(Collected data entries)
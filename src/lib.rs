//! Swiss tournament web app: library with models and pairing logic.

pub mod config;
pub mod logic;
pub mod models;

pub use config::ServerConfig;
pub use logic::{
    import_roster, pair_next_round, record_result, swiss_pairings, write_standings_csv, MatchHistory,
    RematchOracle, RoundSnapshot, TournamentStore,
};
pub use models::{
    MatchId, MatchRecord, Pairing, Player, PlayerId, StandingEntry, Tournament, TournamentError,
    TournamentId,
};
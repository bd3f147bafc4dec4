//! CSV roster import and standings export.

use crate::models::{PlayerId, StandingEntry, TournamentError};
use serde::{Deserialize, Serialize};
use std::io::{Read, Write};

#[derive(Deserialize)]
struct RosterRow {
    name: String,
}

#[derive(Serialize)]
struct StandingRow<'a> {
    id: PlayerId,
    name: &'a str,
    wins: u32,
    matches: u32,
}

/// Read player names from CSV with a `name` header column. Blank names are skipped.
pub fn import_roster<R: Read>(reader: R) -> Result<Vec<String>, TournamentError> {
    let mut rdr = csv::ReaderBuilder::new()
        .trim(csv::Trim::All)
        .flexible(true)
        .from_reader(reader);
    let mut names = Vec::new();
    for row in rdr.deserialize::<RosterRow>() {
        let row = row?;
        if !row.name.is_empty() {
            names.push(row.name);
        }
    }
    Ok(names)
}

/// Write standings as CSV: `id,name,wins,matches`.
pub fn write_standings_csv<W: Write>(standings: &[StandingEntry], writer: W) -> Result<(), TournamentError> {
    let mut wtr = csv::Writer::from_writer(writer);
    for s in standings {
        wtr.serialize(StandingRow {
            id: s.player_id,
            name: &s.name,
            wins: s.wins,
            matches: s.matches,
        })?;
    }
    wtr.flush().map_err(|e| TournamentError::Csv(e.to_string()))?;
    Ok(())
}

## [Work item]
Among the records above, extract exactly the lines from the line with "writer: W) ->" to the line with "wtr.flush().map_err(|e| TournamentError::Csv(e.to_string()))?;", both lines included, and leave out the rest.

## [Response area]
pub fn write_standings_csv<W: Write>(standings: &[StandingEntry], writer: W) -> Result<(), TournamentError> {
    let mut wtr = csv::Writer::from_writer(writer);
    for s in standings {
        wtr.serialize(StandingRow {
            id: s.player_id,
            name: &s.name,
            wins: s.wins,
            matches: s.matches,
        })?;
    }
    wtr.flush().map_err(|e| TournamentError::Csv(e.to_string()))?;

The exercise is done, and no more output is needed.